* What the exercise asks
Would you set down every entry again, exactly as written?

* Dataset content

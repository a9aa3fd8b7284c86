// Simple particle struct to keep track of individual position, velocity, and draw radius

use crate::config::FieldConfig;
use rand::Rng;
use vecmath::Vector2;

#[derive(Copy, Clone, Debug, PartialEq)]
pub struct Particle {
    pub pos: Vector2<f64>,
    pub vel: Vector2<f64>,
    radius: f64,
}

impl Particle {
    pub fn new(pos_x: f64, pos_y: f64, vel_x: f64, vel_y: f64, radius: f64) -> Particle {
        Particle {
            pos: [pos_x, pos_y],
            vel: [vel_x, vel_y],
            radius,
        }
    }

    // Uniform position inside the canvas, small symmetric velocity, small positive radius
    pub fn spawn<R: Rng + ?Sized>(
        rng: &mut R,
        width: f64,
        height: f64,
        config: &FieldConfig,
    ) -> Particle {
        let speed = config.initial_speed;
        Particle::new(
            rng.gen::<f64>() * width,
            rng.gen::<f64>() * height,
            uniform(rng, -speed, speed),
            uniform(rng, -speed, speed),
            uniform(rng, config.min_radius, config.max_radius),
        )
    }

    pub fn radius(&self) -> f64 {
        self.radius
    }

    pub fn speed(&self) -> f64 {
        vecmath::vec2_len(self.vel)
    }
}

// gen_range panics on an empty range, which a zeroed config would produce
fn uniform<R: Rng + ?Sized>(rng: &mut R, low: f64, high: f64) -> f64 {
    if high > low {
        rng.gen_range(low, high)
    } else {
        low
    }
}
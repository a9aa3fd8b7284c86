// Simple color struct, created from an unsigned 32 representing RRGGBB,
// with a separate alpha in [0, 1] since canvas paint takes fractional opacity

#[derive(Copy, Clone, Debug, PartialEq)]
pub struct Color {
    pub r: u8,
    pub g: u8,
    pub b: u8,
    pub a: f64,
}

impl Color {
    pub fn from_u32(num: u32) -> Color {
        let r = (num >> 16) as u8;
        let g = (num >> 8) as u8;
        let b = (num >> 0) as u8;

        Color { r, g, b, a: 1.0 }
    }

    pub fn with_alpha(self, a: f64) -> Color {
        Color {
            a: a.max(0.0).min(1.0),
            ..self
        }
    }

    // Canvas fill/stroke style string
    pub fn to_css(&self) -> String {
        format!("rgba({}, {}, {}, {})", self.r, self.g, self.b, self.a)
    }
}
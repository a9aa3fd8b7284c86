// Tunables for the hero backdrop. Defaults reproduce the portfolio site's
// look; the builder methods exist for hosts that want a denser or calmer field.

use crate::color::Color;

#[derive(Copy, Clone, Debug, PartialEq)]
pub struct FieldConfig {
    /// Upper bound on the particle count, whatever the viewport width.
    pub max_particles: usize,
    /// One particle per this many pixels of viewport width.
    pub particle_spacing: f64,
    /// Spawn velocity is drawn from `[-initial_speed, initial_speed)` per axis.
    pub initial_speed: f64,
    pub min_radius: f64,
    pub max_radius: f64,
    /// Pointer repulsion reaches this far, in canvas pixels.
    pub interaction_radius: f64,
    pub repulsion_strength: f64,
    /// Per-frame multiplicative velocity decay.
    pub damping: f64,
    /// Optional hard cap on speed. Off by default: only damping balances
    /// sustained pointer pressure.
    pub max_speed: Option<f64>,
    /// Minimum inward speed of a particle that is outside the canvas, e.g.
    /// after the window shrank.
    pub return_speed: f64,
    /// Pairs closer than this get a connecting line.
    pub connection_distance: f64,
    pub particle_color: Color,
    pub edge_color: Color,
    pub edge_max_alpha: f64,
    pub edge_width: f64,
    /// Largest dt (in frames) a single tick may integrate, so a tab coming
    /// back from the background doesn't fling everything across the canvas.
    pub max_frame_step: f64,
}

impl FieldConfig {
    pub const FRAME_MS: f64 = 1000.0 / 60.0;
    // Parked pointer position before the first mouse event
    pub const POINTER_PARKED: [f64; 2] = [-1000.0, -1000.0];

    pub fn with_max_particles(mut self, max_particles: usize) -> Self {
        self.max_particles = max_particles;
        self
    }

    pub fn with_connection_distance(mut self, distance: f64) -> Self {
        self.connection_distance = distance;
        self
    }

    pub fn with_interaction_radius(mut self, radius: f64) -> Self {
        self.interaction_radius = radius;
        self
    }

    pub fn with_damping(mut self, damping: f64) -> Self {
        self.damping = damping;
        self
    }

    pub fn with_max_speed(mut self, max_speed: Option<f64>) -> Self {
        self.max_speed = max_speed;
        self
    }

    pub fn with_colors(mut self, particle: Color, edge: Color) -> Self {
        self.particle_color = particle;
        self.edge_color = edge;
        self
    }
}

impl Default for FieldConfig {
    fn default() -> Self {
        let cyan = Color::from_u32(0x66fcf1);
        FieldConfig {
            max_particles: 80,
            particle_spacing: 20.0,
            initial_speed: 0.25,
            min_radius: 1.0,
            max_radius: 3.0,
            interaction_radius: 200.0,
            repulsion_strength: 0.5,
            damping: 0.99,
            max_speed: None,
            return_speed: 0.25,
            connection_distance: 150.0,
            particle_color: cyan.with_alpha(0.6),
            edge_color: cyan,
            edge_max_alpha: 0.2,
            edge_width: 0.5,
            max_frame_step: 3.0,
        }
    }
}

#[cfg(test)]
mod tests {
    use super::*;

    #[test]
    fn builders_override_single_fields() {
        let config = FieldConfig::default()
            .with_max_particles(10)
            .with_max_speed(Some(4.0));
        assert_eq!(config.max_particles, 10);
        assert_eq!(config.max_speed, Some(4.0));
        assert_eq!(config.damping, FieldConfig::default().damping);
    }

    #[test]
    fn physics_and_paint_builders() {
        let white = Color::from_u32(0xffffff);
        let black = Color::from_u32(0x000000);
        let config = FieldConfig::default()
            .with_connection_distance(90.0)
            .with_interaction_radius(120.0)
            .with_damping(0.95)
            .with_colors(white, black);
        assert_eq!(config.connection_distance, 90.0);
        assert_eq!(config.interaction_radius, 120.0);
        assert_eq!(config.damping, 0.95);
        assert_eq!(config.particle_color, white);
        assert_eq!(config.edge_color, black);
        assert_eq!(config.max_particles, 80);
    }
}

* Response area
repository a9aa3fd8b7284c86
// Simple particle struct to keep track of individual position, velocity, and draw radius

use crate::config::FieldConfig;
use rand::Rng;
use vecmath::Vector2;

#[derive(Copy, Clone, Debug, PartialEq)]
pub struct Particle {
    pub pos: Vector2<f64>,
    pub vel: Vector2<f64>,
    radius: f64,
}

impl Particle {
    pub fn new(pos_x: f64, pos_y: f64, vel_x: f64, vel_y: f64, radius: f64) -> Particle {
        Particle {
            pos: [pos_x, pos_y],
            vel: [vel_x, vel_y],
            radius,
        }
    }

    // Uniform position inside the canvas, small symmetric velocity, small positive radius
    pub fn spawn<R: Rng + ?Sized>(
        rng: &mut R,
        width: f64,
        height: f64,
        config: &FieldConfig,
    ) -> Particle {
        let speed = config.initial_speed;
        Particle::new(
            rng.gen::<f64>() * width,
            rng.gen::<f64>() * height,
            uniform(rng, -speed, speed),
            uniform(rng, -speed, speed),
            uniform(rng, config.min_radius, config.max_radius),
        )
    }

    pub fn radius(&self) -> f64 {
        self.radius
    }

    pub fn speed(&self) -> f64 {
        vecmath::vec2_len(self.vel)
    }
}

// gen_range panics on an empty range, which a zeroed config would produce
fn uniform<R: Rng + ?Sized>(rng: &mut R, low: f64, high: f64) -> f64 {
    if high > low {
        rng.gen_range(low, high)
    } else {
        low
    }
}
repository a9aa3fd8b7284c86
// Simple color struct, created from an unsigned 32 representing RRGGBB,
// with a separate alpha in [0, 1] since canvas paint takes fractional opacity

#[derive(Copy, Clone, Debug, PartialEq)]
pub struct Color {
    pub r: u8,
    pub g: u8,
    pub b: u8,
    pub a: f64,
}

impl Color {
    pub fn from_u32(num: u32) -> Color {
        let r = (num >> 16) as u8;
        let g = (num >> 8) as u8;
        let b = (num >> 0) as u8;

        Color { r, g, b, a: 1.0 }
    }

    pub fn with_alpha(self, a: f64) -> Color {
        Color {
            a: a.max(0.0).min(1.0),
            ..self
        }
    }

    // Canvas fill/stroke style string
    pub fn to_css(&self) -> String {
        format!("rgba({}, {}, {}, {})", self.r, self.g, self.b, self.a)
    }
}
repository a9aa3fd8b7284c86
// Tunables for the hero backdrop. Defaults reproduce the portfolio site's
// look; the builder methods exist for hosts that want a denser or calmer field.

use crate::color::Color;

#[derive(Copy, Clone, Debug, PartialEq)]
pub struct FieldConfig {
    /// Upper bound on the particle count, whatever the viewport width.
    pub max_particles: usize,
    /// One particle per this many pixels of viewport width.
    pub particle_spacing: f64,
    /// Spawn velocity is drawn from `[-initial_speed, initial_speed)` per axis.
    pub initial_speed: f64,
    pub min_radius: f64,
    pub max_radius: f64,
    /// Pointer repulsion reaches this far, in canvas pixels.
    pub interaction_radius: f64,
    pub repulsion_strength: f64,
    /// Per-frame multiplicative velocity decay.
    pub damping: f64,
    /// Optional hard cap on speed. Off by default: only damping balances
    /// sustained pointer pressure.
    pub max_speed: Option<f64>,
    /// Minimum inward speed of a particle that is outside the canvas, e.g.
    /// after the window shrank.
    pub return_speed: f64,
    /// Pairs closer than this get a connecting line.
    pub connection_distance: f64,
    pub particle_color: Color,
    pub edge_color: Color,
    pub edge_max_alpha: f64,
    pub edge_width: f64,
    /// Largest dt (in frames) a single tick may integrate, so a tab coming
    /// back from the background doesn't fling everything across the canvas.
    pub max_frame_step: f64,
}

impl FieldConfig {
    pub const FRAME_MS: f64 = 1000.0 / 60.0;
    // Parked pointer position before the first mouse event
    pub const POINTER_PARKED: [f64; 2] = [-1000.0, -1000.0];

    pub fn with_max_particles(mut self, max_particles: usize) -> Self {
        self.max_particles = max_particles;
        self
    }

    pub fn with_connection_distance(mut self, distance: f64) -> Self {
        self.connection_distance = distance;
        self
    }

    pub fn with_interaction_radius(mut self, radius: f64) -> Self {
        self.interaction_radius = radius;
        self
    }

    pub fn with_damping(mut self, damping: f64) -> Self {
        self.damping = damping;
        self
    }

    pub fn with_max_speed(mut self, max_speed: Option<f64>) -> Self {
        self.max_speed = max_speed;
        self
    }

    pub fn with_colors(mut self, particle: Color, edge: Color) -> Self {
        self.particle_color = particle;
        self.edge_color = edge;
        self
    }
}

impl Default for FieldConfig {
    fn default() -> Self {
        let cyan = Color::from_u32(0x66fcf1);
        FieldConfig {
            max_particles: 80,
            particle_spacing: 20.0,
            initial_speed: 0.25,
            min_radius: 1.0,
            max_radius: 3.0,
            interaction_radius: 200.0,
            repulsion_strength: 0.5,
            damping: 0.99,
            max_speed: None,
            return_speed: 0.25,
            connection_distance: 150.0,
            particle_color: cyan.with_alpha(0.6),
            edge_color: cyan,
            edge_max_alpha: 0.2,
            edge_width: 0.5,
            max_frame_step: 3.0,
        }
    }
}

#[cfg(test)]
mod tests {
    use super::*;

    #[test]
    fn builders_override_single_fields() {
        let config = FieldConfig::default()
            .with_max_particles(10)
            .with_max_speed(Some(4.0));
        assert_eq!(config.max_particles, 10);
        assert_eq!(config.max_speed, Some(4.0));
        assert_eq!(config.damping, FieldConfig::default().damping);
    }

    #[test]
    fn physics_and_paint_builders() {
        let white = Color::from_u32(0xffffff);
        let black = Color::from_u32(0x000000);
        let config = FieldConfig::default()
            .with_connection_distance(90.0)
            .with_interaction_radius(120.0)
            .with_damping(0.95)
            .with_colors(white, black);
        assert_eq!(config.connection_distance, 90.0);
        assert_eq!(config.interaction_radius, 120.0);
        assert_eq!(config.damping, 0.95);
        assert_eq!(config.particle_color, white);
        assert_eq!(config.edge_color, black);
        assert_eq!(config.max_particles, 80);
    }
}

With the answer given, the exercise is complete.